• _Your goal_
From the data below, return the exact lines starting at the line containing "of France is" and ending at the line containing "same reply, streamed", both included, and nothing else.

+++

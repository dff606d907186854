use crate::config::BridgeConfig;
use crate::logging::{LogLevel, SharedLogger};
use crate::models;
use crate::proxy;
use crate::translate::responses_types::{ResponsesErrorResponse, ResponsesRequest};

use axum::body::Body;
use axum::extract::{Query, State};
use axum::http::{header, StatusCode};
use axum::response::{IntoResponse, Response};
use axum::routing::{get, post};
use axum::{Json, Router};
use bytes::Bytes;
use serde::Deserialize;
use std::sync::Arc;
use tower_http::cors::{Any, CorsLayer};
use tower_http::trace::TraceLayer;

#[derive(Clone)]
pub struct AppState {
    pub config: BridgeConfig,
    pub client: reqwest::Client,
    pub logger: SharedLogger,
}

pub fn build_router(state: Arc<AppState>) -> Router {
    let cors = CorsLayer::new()
        .allow_origin(Any)
        .allow_methods(Any)
        .allow_headers(Any);

    Router::new()
        .route("/v1/responses", post(handle_responses))
        .route("/v1/models", get(handle_models))
        .route("/v1/logs", get(handle_logs))
        .route("/health", get(handle_health))
        .layer(cors)
        .layer(TraceLayer::new_for_http())
        .with_state(state)
}

async fn handle_responses(State(state): State<Arc<AppState>>, body: Bytes) -> Response {
    let req: ResponsesRequest = match serde_json::from_slice(&body) {
        Ok(r) => r,
        Err(e) => {
            state
                .logger
                .error("server", format!("Failed to parse request: {e}"));
            let err = ResponsesErrorResponse::invalid_request(format!("Invalid request body: {e}"));
            return (StatusCode::BAD_REQUEST, Json(err)).into_response();
        }
    };

    let is_streaming = req.stream.unwrap_or(false);

    state.logger.info(
        "server",
        format!(
            "Request: model={} streaming={}",
            req.model.as_deref().unwrap_or("<default>"),
            is_streaming
        ),
    );

    if is_streaming {
        handle_streaming(&state, &req).await
    } else {
        handle_non_streaming(&state, &req).await
    }
}

async fn handle_non_streaming(state: &AppState, req: &ResponsesRequest) -> Response {
    match proxy::proxy_non_streaming(req, &state.config, &state.client, &state.logger).await {
        Ok(proxy::ProxyResult::Success(resp)) => Json(resp).into_response(),
        Ok(proxy::ProxyResult::Error(err, status_code)) => {
            let status = StatusCode::from_u16(status_code).unwrap_or(StatusCode::BAD_GATEWAY);
            (status, Json(err)).into_response()
        }
        Err(e) => {
            state.logger.error("server", format!("Proxy error: {e}"));
            let err = ResponsesErrorResponse::api_error(format!("Proxy error: {e}"));
            (StatusCode::BAD_GATEWAY, Json(err)).into_response()
        }
    }
}

async fn handle_streaming(state: &AppState, req: &ResponsesRequest) -> Response {
    let sse_stream =
        match proxy::proxy_streaming(req, &state.config, &state.client, &state.logger).await {
            Ok(s) => s,
            Err(e) => {
                state
                    .logger
                    .error("server", format!("Streaming setup error: {e}"));
                let err = ResponsesErrorResponse::api_error(format!("Streaming error: {e}"));
                return (StatusCode::BAD_GATEWAY, Json(err)).into_response();
            }
        };

    Response::builder()
        .status(StatusCode::OK)
        .header(header::CONTENT_TYPE, "text/event-stream")
        .header(header::CACHE_CONTROL, "no-cache")
        .header(header::CONNECTION, "keep-alive")
        .body(Body::from_stream(sse_stream))
        .unwrap_or_else(|_| StatusCode::INTERNAL_SERVER_ERROR.into_response())
}

async fn handle_health() -> Json<serde_json::Value> {
    Json(serde_json::json!({
        "status": "ok",
        "version": env!("CARGO_PKG_VERSION"),
    }))
}

async fn handle_models(State(state): State<Arc<AppState>>) -> Json<serde_json::Value> {
    let upstream = match models::fetch_upstream_models(&state.config, &state.client).await {
        Ok(ids) => ids,
        Err(e) => {
            state
                .logger
                .warn("models", format!("Listing configured aliases only: {e}"));
            Vec::new()
        }
    };

    let data = models::merge_model_list(&state.config, &upstream);
    Json(serde_json::json!({ "object": "list", "data": data }))
}

#[derive(Debug, Deserialize)]
struct LogsQuery {
    limit: Option<usize>,
    level: Option<String>,
}

async fn handle_logs(
    State(state): State<Arc<AppState>>,
    Query(query): Query<LogsQuery>,
) -> Json<serde_json::Value> {
    let limit = query.limit.unwrap_or(100);
    let min_level = query
        .level
        .as_deref()
        .and_then(LogLevel::parse)
        .unwrap_or(LogLevel::Debug);

    let entries = state.logger.recent(limit, min_level);
    Json(serde_json::json!({ "count": entries.len(), "entries": entries }))
}
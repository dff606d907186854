//! Type definitions for the Anthropic Messages API.
//!
//! These cover the request we send upstream, the non-streaming reply, and the
//! SSE events of a streamed reply. Decoding is lenient: unknown content block,
//! delta and event tags land in catch-all variants instead of failing.

use serde::{Deserialize, Serialize};

// ---------------------------------------------------------------------------
// Request types (what we send TO the provider)
// ---------------------------------------------------------------------------

#[derive(Debug, Clone, PartialEq, Serialize, Deserialize)]
pub struct MessagesRequest {
    pub model: String,
    pub messages: Vec<Message>,
    pub max_tokens: u64,
    #[serde(default)]
    pub stream: bool,
    #[serde(skip_serializing_if = "Option::is_none")]
    pub system: Option<String>,
    #[serde(skip_serializing_if = "Option::is_none")]
    pub temperature: Option<f64>,
    #[serde(skip_serializing_if = "Option::is_none")]
    pub top_p: Option<f64>,
    #[serde(skip_serializing_if = "Option::is_none")]
    pub tools: Option<Vec<Tool>>,
    #[serde(skip_serializing_if = "Option::is_none")]
    pub tool_choice: Option<ToolChoice>,
    #[serde(skip_serializing_if = "Option::is_none")]
    pub thinking: Option<Thinking>,
}

#[derive(Debug, Clone, PartialEq, Serialize, Deserialize)]
pub struct Message {
    pub role: Role,
    pub content: MessageContent,
}

#[derive(Debug, Clone, Copy, PartialEq, Eq, Serialize, Deserialize)]
#[serde(rename_all = "lowercase")]
pub enum Role {
    User,
    Assistant,
}

#[derive(Debug, Clone, PartialEq, Serialize, Deserialize)]
#[serde(untagged)]
pub enum MessageContent {
    Text(String),
    Blocks(Vec<ContentBlock>),
}

#[derive(Debug, Clone, PartialEq, Serialize, Deserialize)]
#[serde(tag = "type")]
pub enum ContentBlock {
    #[serde(rename = "text")]
    Text { text: String },
    #[serde(rename = "image")]
    Image { source: ImageSource },
    #[serde(rename = "tool_use")]
    ToolUse {
        id: String,
        name: String,
        input: serde_json::Value,
    },
    #[serde(rename = "tool_result")]
    ToolResult {
        tool_use_id: String,
        #[serde(skip_serializing_if = "Option::is_none")]
        content: Option<ToolResultContent>,
    },
}

#[derive(Debug, Clone, PartialEq, Serialize, Deserialize)]
#[serde(untagged)]
pub enum ToolResultContent {
    Text(String),
    Blocks(Vec<ContentBlock>),
}

#[derive(Debug, Clone, PartialEq, Serialize, Deserialize)]
#[serde(tag = "type")]
pub enum ImageSource {
    #[serde(rename = "base64")]
    Base64 { media_type: String, data: String },
    #[serde(rename = "url")]
    Url { url: String },
}

#[derive(Debug, Clone, PartialEq, Serialize, Deserialize)]
pub struct Tool {
    pub name: String,
    pub description: String,
    pub input_schema: serde_json::Value,
}

#[derive(Debug, Clone, PartialEq, Eq, Serialize, Deserialize)]
#[serde(tag = "type", rename_all = "snake_case")]
pub enum ToolChoice {
    Auto,
    None,
    Any,
    Tool { name: String },
}

/// Extended thinking directive.
#[derive(Debug, Clone, PartialEq, Eq, Serialize, Deserialize)]
#[serde(tag = "type", rename_all = "snake_case")]
pub enum Thinking {
    Enabled { budget_tokens: u64 },
}

// ---------------------------------------------------------------------------
// Response types (what we receive FROM the provider)
// ---------------------------------------------------------------------------

#[derive(Debug, Clone, Default, Serialize, Deserialize)]
pub struct MessagesResponse {
    #[serde(default)]
    pub id: String,
    #[serde(rename = "type", default)]
    pub response_type: String,
    #[serde(default)]
    pub role: String,
    #[serde(default)]
    pub content: Vec<ResponseContentBlock>,
    #[serde(default)]
    pub model: String,
    #[serde(default)]
    pub stop_reason: Option<String>,
    #[serde(default)]
    pub stop_sequence: Option<String>,
    #[serde(default)]
    pub usage: Usage,
}

#[derive(Debug, Clone, PartialEq, Serialize, Deserialize)]
#[serde(tag = "type")]
pub enum ResponseContentBlock {
    #[serde(rename = "text")]
    Text {
        #[serde(default)]
        text: String,
    },
    #[serde(rename = "thinking")]
    Thinking {
        #[serde(default)]
        thinking: String,
        #[serde(default, skip_serializing_if = "Option::is_none")]
        signature: Option<String>,
    },
    #[serde(rename = "tool_use")]
    ToolUse {
        id: String,
        name: String,
        #[serde(default)]
        input: serde_json::Value,
    },
    /// `redacted_thinking`, `server_tool_use` and anything newer.
    #[serde(other)]
    Unsupported,
}

#[derive(Debug, Clone, Copy, Default, PartialEq, Eq, Serialize, Deserialize)]
pub struct Usage {
    #[serde(default)]
    pub input_tokens: u64,
    #[serde(default)]
    pub output_tokens: u64,
    #[serde(default, skip_serializing_if = "Option::is_none")]
    pub cache_creation_input_tokens: Option<u64>,
    #[serde(default, skip_serializing_if = "Option::is_none")]
    pub cache_read_input_tokens: Option<u64>,
}

// ---------------------------------------------------------------------------
// Streaming event types (SSE events the provider sends us)
// ---------------------------------------------------------------------------

#[derive(Debug, Clone, Serialize, Deserialize)]
#[serde(tag = "type")]
pub enum StreamEvent {
    #[serde(rename = "message_start")]
    MessageStart {
        #[serde(default)]
        message: MessagesResponse,
    },
    #[serde(rename = "content_block_start")]
    ContentBlockStart {
        #[serde(default)]
        index: usize,
        content_block: ResponseContentBlock,
    },
    #[serde(rename = "content_block_delta")]
    ContentBlockDelta {
        #[serde(default)]
        index: usize,
        delta: Delta,
    },
    #[serde(rename = "content_block_stop")]
    ContentBlockStop {
        #[serde(default)]
        index: usize,
    },
    #[serde(rename = "message_delta")]
    MessageDelta {
        #[serde(default)]
        delta: MessageDeltaBody,
        #[serde(default)]
        usage: Option<DeltaUsage>,
    },
    #[serde(rename = "message_stop")]
    MessageStop {
        /// Not sent by the Anthropic API itself, but some compatible
        /// gateways attach the final usage here.
        #[serde(default, skip_serializing_if = "Option::is_none")]
        message: Option<MessageStopBody>,
    },
    #[serde(rename = "ping")]
    Ping,
    #[serde(rename = "error")]
    Error { error: ErrorBody },
    #[serde(other)]
    Unknown,
}

#[derive(Debug, Clone, Serialize, Deserialize)]
#[serde(tag = "type")]
pub enum Delta {
    #[serde(rename = "text_delta")]
    TextDelta { text: String },
    #[serde(rename = "thinking_delta")]
    ThinkingDelta { thinking: String },
    #[serde(rename = "input_json_delta")]
    InputJsonDelta { partial_json: String },
    /// `signature_delta`, `citations_delta`, ...
    #[serde(other)]
    Unsupported,
}

#[derive(Debug, Clone, Default, Serialize, Deserialize)]
pub struct MessageDeltaBody {
    #[serde(default, skip_serializing_if = "Option::is_none")]
    pub stop_reason: Option<String>,
    #[serde(default, skip_serializing_if = "Option::is_none")]
    pub stop_sequence: Option<String>,
}

#[derive(Debug, Clone, Copy, Default, Serialize, Deserialize)]
pub struct DeltaUsage {
    #[serde(default, skip_serializing_if = "Option::is_none")]
    pub input_tokens: Option<u64>,
    #[serde(default)]
    pub output_tokens: u64,
}

#[derive(Debug, Clone, Default, Serialize, Deserialize)]
pub struct MessageStopBody {
    #[serde(default)]
    pub usage: Option<Usage>,
}

// ---------------------------------------------------------------------------
// Error response
// ---------------------------------------------------------------------------

#[derive(Debug, Clone, Serialize, Deserialize)]
pub struct ErrorResponse {
    #[serde(rename = "type")]
    pub error_type: String,
    pub error: ErrorBody,
}

#[derive(Debug, Clone, Serialize, Deserialize)]
pub struct ErrorBody {
    #[serde(rename = "type")]
    pub error_type: String,
    pub message: String,
}

impl ErrorResponse {
    pub fn new(error_type: &str, message: impl Into<String>) -> Self {
        Self {
            error_type: "error".to_string(),
            error: ErrorBody {
                error_type: error_type.to_string(),
                message: message.into(),
            },
        }
    }
}

impl StreamEvent {
    pub fn event_name(&self) -> &'static str {
        match self {
            StreamEvent::MessageStart { .. } => "message_start",
            StreamEvent::ContentBlockStart { .. } => "content_block_start",
            StreamEvent::ContentBlockDelta { .. } => "content_block_delta",
            StreamEvent::ContentBlockStop { .. } => "content_block_stop",
            StreamEvent::MessageDelta { .. } => "message_delta",
            StreamEvent::MessageStop { .. } => "message_stop",
            StreamEvent::Ping => "ping",
            StreamEvent::Error { .. } => "error",
            StreamEvent::Unknown => "unknown",
        }
    }
}

#[cfg(test)]
mod tests {
    use super::*;

    #[test]
    fn test_unknown_stream_event_decodes() {
        let event: StreamEvent =
            serde_json::from_str(r#"{"type":"brand_new_event","payload":1}"#).unwrap();
        assert!(matches!(event, StreamEvent::Unknown));
    }

    #[test]
    fn test_signature_delta_is_unsupported() {
        let event: StreamEvent = serde_json::from_str(
            r#"{"type":"content_block_delta","index":0,"delta":{"type":"signature_delta","signature":"abc"}}"#,
        )
        .unwrap();
        assert!(matches!(
            event,
            StreamEvent::ContentBlockDelta {
                delta: Delta::Unsupported,
                ..
            }
        ));
    }

    #[test]
    fn test_tool_choice_wire_shape() {
        let json = serde_json::to_value(ToolChoice::Tool {
            name: "search".to_string(),
        })
        .unwrap();
        assert_eq!(json, serde_json::json!({"type": "tool", "name": "search"}));
        let json = serde_json::to_value(ToolChoice::Any).unwrap();
        assert_eq!(json, serde_json::json!({"type": "any"}));
    }

    #[test]
    fn test_thinking_wire_shape() {
        let json = serde_json::to_value(Thinking::Enabled {
            budget_tokens: 5000,
        })
        .unwrap();
        assert_eq!(
            json,
            serde_json::json!({"type": "enabled", "budget_tokens": 5000})
        );
    }
}
//! Demonstrate using the translation layer without a server.
//!
//! Usage:
//!   `cargo run --example translate_only`

use responses_bridge::translate::anthropic_types::{MessagesResponse, StreamEvent};
use responses_bridge::translate::ids::IdGenerator;
use responses_bridge::translate::request::responses_to_anthropic;
use responses_bridge::translate::response::anthropic_to_responses;
use responses_bridge::translate::responses_types::ResponsesRequest;
use responses_bridge::translate::sse::format_event;
use responses_bridge::translate::streaming::StreamTranslator;
use serde_json::json;

fn main() -> Result<(), serde_json::Error> {
    // A Responses API request, as a client would send it
    let req: ResponsesRequest = serde_json::from_value(json!({
        "model": "claude-sonnet-4-20250514",
        "instructions": "You are a geography expert. Be concise.",
        "input": [
            {"type": "message", "role": "user", "content": "What is the capital of France?"},
            {"type": "message", "role": "assistant", "content": [
                {"type": "output_text", "text": "The capital of France is Paris."}
            ]},
            {"type": "message", "role": "user", "content": [
                {"type": "input_text", "text": "And Germany?"}
            ]}
        ],
        "tools": [{
            "type": "function",
            "name": "lookup_capital",
            "description": "Look up the capital of a country",
            "parameters": {
                "type": "object",
                "properties": {"country": {"type": "string"}},
                "required": ["country"]
            }
        }],
        "reasoning": {"effort": "low"},
        "stream": true
    }))?;

    let upstream_req = responses_to_anthropic(&req);

    println!("=== Translated Request (Messages format) ===");
    println!("{}", serde_json::to_string_pretty(&upstream_req)?);
    println!();

    // A Messages reply, as the provider would send it
    let upstream_resp: MessagesResponse = serde_json::from_value(json!({
        "id": "msg_demo",
        "type": "message",
        "role": "assistant",
        "model": "claude-sonnet-4-20250514",
        "content": [
            {"type": "thinking", "thinking": "Germany's capital is well known.", "signature": "sig"},
            {"type": "text", "text": "The capital of Germany is Berlin."}
        ],
        "stop_reason": "end_turn",
        "usage": {"input_tokens": 42, "output_tokens": 12}
    }))?;

    let mut ids = IdGenerator::new();
    let resp = anthropic_to_responses(&upstream_resp, "claude-sonnet-4-20250514", &req, &mut ids);

    println!("=== Translated Response (Responses format) ===");
    println!("{}", serde_json::to_string_pretty(&resp)?);
    println!();

    // The same reply, streamed
    let upstream_events = [
        json!({"type": "message_start", "message": {
            "id": "msg_demo", "type": "message", "role": "assistant", "content": [],
            "model": "claude-sonnet-4-20250514",
            "usage": {"input_tokens": 42, "output_tokens": 1}
        }}),
        json!({"type": "content_block_start", "index": 0,
            "content_block": {"type": "thinking", "thinking": ""}}),
        json!({"type": "content_block_delta", "index": 0,
            "delta": {"type": "thinking_delta", "thinking": "Germany's capital is well known."}}),
        json!({"type": "content_block_stop", "index": 0}),
        json!({"type": "content_block_start", "index": 1,
            "content_block": {"type": "text", "text": ""}}),
        json!({"type": "content_block_delta", "index": 1,
            "delta": {"type": "text_delta", "text": "The capital of Germany "}}),
        json!({"type": "content_block_delta", "index": 1,
            "delta": {"type": "text_delta", "text": "is Berlin."}}),
        json!({"type": "content_block_stop", "index": 1}),
        json!({"type": "message_delta", "delta": {"stop_reason": "end_turn"},
            "usage": {"output_tokens": 12}}),
        json!({"type": "message_stop"}),
    ];

    let mut translator = StreamTranslator::new("claude-sonnet-4-20250514", &req);

    println!("=== Streaming Translation (Responses SSE) ===");
    for raw in upstream_events {
        let event: StreamEvent = serde_json::from_value(raw)?;
        for out in translator.process_event(&event) {
            print!("{}", format_event(&out));
        }
    }

    Ok(())
}
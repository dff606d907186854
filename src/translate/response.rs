use super::anthropic_types::{ErrorResponse, MessagesResponse, ResponseContentBlock};
use super::ids::IdGenerator;
use super::responses_types::{
    IncompleteDetails, InputTokensDetails, ItemStatus, OutputContent, OutputItem,
    OutputTokensDetails, ReasoningSummary, RequestEcho, ResponseObject, ResponseStatus,
    ResponseUsage, ResponsesErrorResponse, ResponsesRequest, TextConfig, TextFormat,
};

/// Translate an Anthropic Messages response into a Responses API response object.
/// Pure apart from id generation and the creation timestamp; `model` is the
/// name the client originally asked for.
pub fn anthropic_to_responses(
    resp: &MessagesResponse,
    model: &str,
    original: &ResponsesRequest,
    ids: &mut IdGenerator,
) -> ResponseObject {
    let id = ids.response_id();

    let mut output = Vec::new();
    let mut message_content = Vec::new();
    let mut reasoning_text: Option<&str> = None;

    for block in &resp.content {
        match block {
            ResponseContentBlock::Text { text } => {
                message_content.push(OutputContent::text(text.clone()));
            }
            ResponseContentBlock::Thinking { thinking, .. } => {
                // Only one reasoning text is reported; a later block replaces an earlier one
                reasoning_text = Some(thinking.as_str());
            }
            ResponseContentBlock::ToolUse { id, name, input } => {
                output.push(OutputItem::FunctionCall {
                    id: ids.function_call_id(),
                    call_id: id.clone(),
                    name: name.clone(),
                    arguments: tool_arguments(input),
                    status: ItemStatus::Completed,
                });
            }
            ResponseContentBlock::Unsupported => {}
        }
    }

    // Every response carries a message item unless it is tool calls only
    if !message_content.is_empty() || output.is_empty() {
        output.insert(
            0,
            OutputItem::Message {
                id: ids.message_id(),
                status: ItemStatus::Completed,
                role: "assistant".to_string(),
                content: message_content,
            },
        );
    }

    let (status, incomplete_details) = match resp.stop_reason.as_deref() {
        Some("max_tokens") => (
            ResponseStatus::Incomplete,
            Some(IncompleteDetails {
                reason: "max_output_tokens".to_string(),
            }),
        ),
        _ => (ResponseStatus::Completed, None),
    };

    let reasoning_text = reasoning_text.filter(|t| !t.is_empty());

    let usage = ResponseUsage {
        input_tokens: resp.usage.input_tokens,
        input_tokens_details: Some(InputTokensDetails {
            cached_tokens: resp.usage.cache_read_input_tokens.unwrap_or(0),
        }),
        output_tokens: resp.usage.output_tokens,
        output_tokens_details: Some(OutputTokensDetails {
            reasoning_tokens: reasoning_text.map_or(0, estimate_tokens),
        }),
        total_tokens: resp.usage.input_tokens + resp.usage.output_tokens,
    };

    let reasoning = reasoning_text.map(|_| ReasoningSummary {
        effort: original
            .reasoning
            .as_ref()
            .and_then(|r| r.effort.clone())
            .unwrap_or_else(|| "medium".to_string()),
        summary: None,
    });

    ResponseObject {
        id,
        object: "response".to_string(),
        created_at: unix_now(),
        status,
        model: model.to_string(),
        output,
        echo: Some(echo_request(original)),
        text: Some(TextConfig {
            format: TextFormat {
                format_type: "text".to_string(),
            },
        }),
        usage: Some(usage),
        reasoning,
        incomplete_details,
    }
}

/// Request parameters echoed on every response envelope, with API defaults
/// filled in for anything the client left out.
pub fn echo_request(original: &ResponsesRequest) -> RequestEcho {
    RequestEcho {
        parallel_tool_calls: true,
        tool_choice: original.tool_choice.clone().unwrap_or_default(),
        tools: original.tools.clone().unwrap_or_default(),
        temperature: original.temperature.unwrap_or(1.0),
        top_p: original.top_p.unwrap_or(1.0),
        truncation: original
            .truncation
            .clone()
            .unwrap_or_else(|| "disabled".to_string()),
        metadata: original.metadata.clone().unwrap_or_default(),
        instructions: original.instructions.clone().filter(|s| !s.is_empty()),
        previous_response_id: original
            .previous_response_id
            .clone()
            .filter(|s| !s.is_empty()),
    }
}

/// Rough token count for text we have no usage figure for (about 4 chars per token).
pub fn estimate_tokens(text: &str) -> u64 {
    (text.chars().count() as u64).div_ceil(4)
}

pub(crate) fn unix_now() -> i64 {
    chrono::Utc::now().timestamp()
}

fn tool_arguments(input: &serde_json::Value) -> String {
    if input.is_null() {
        return "{}".to_string();
    }
    serde_json::to_string(input).unwrap_or_else(|_| "{}".to_string())
}

/// Translate an Anthropic error into a Responses API error body
pub fn anthropic_error_to_responses(err: &ErrorResponse) -> ResponsesErrorResponse {
    let error_type = match err.error.error_type.as_str() {
        "invalid_request_error" | "not_found_error" | "request_too_large" => {
            "invalid_request_error"
        }
        "authentication_error" | "permission_error" => "authentication_error",
        "rate_limit_error" => "rate_limit_error",
        "overloaded_error" => "server_error",
        _ => "api_error",
    };

    let mut mapped = ResponsesErrorResponse::new(error_type, &err.error.message);
    mapped.error.code = Some(err.error.error_type.clone());
    mapped
}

+++

• _Solution_
                {"type": "output_text", "text": "The capital of France is Paris."}
            ]},
            {"type": "message", "role": "user", "content": [
                {"type": "input_text", "text": "And Germany?"}
            ]}
        ],
        "tools": [{
            "type": "function",
            "name": "lookup_capital",
            "description": "Look up the capital of a country",
            "parameters": {
                "type": "object",
                "properties": {"country": {"type": "string"}},
                "required": ["country"]
            }
        }],
        "reasoning": {"effort": "low"},
        "stream": true
    }))?;

    let upstream_req = responses_to_anthropic(&req);

    println!("=== Translated Request (Messages format) ===");
    println!("{}", serde_json::to_string_pretty(&upstream_req)?);
    println!();

    // A Messages reply, as the provider would send it
    let upstream_resp: MessagesResponse = serde_json::from_value(json!({
        "id": "msg_demo",
        "type": "message",
        "role": "assistant",
        "model": "claude-sonnet-4-20250514",
        "content": [
            {"type": "thinking", "thinking": "Germany's capital is well known.", "signature": "sig"},
            {"type": "text", "text": "The capital of Germany is Berlin."}
        ],
        "stop_reason": "end_turn",
        "usage": {"input_tokens": 42, "output_tokens": 12}
    }))?;

    let mut ids = IdGenerator::new();
    let resp = anthropic_to_responses(&upstream_resp, "claude-sonnet-4-20250514", &req, &mut ids);

    println!("=== Translated Response (Responses format) ===");
    println!("{}", serde_json::to_string_pretty(&resp)?);
    println!();

    // The same reply, streamed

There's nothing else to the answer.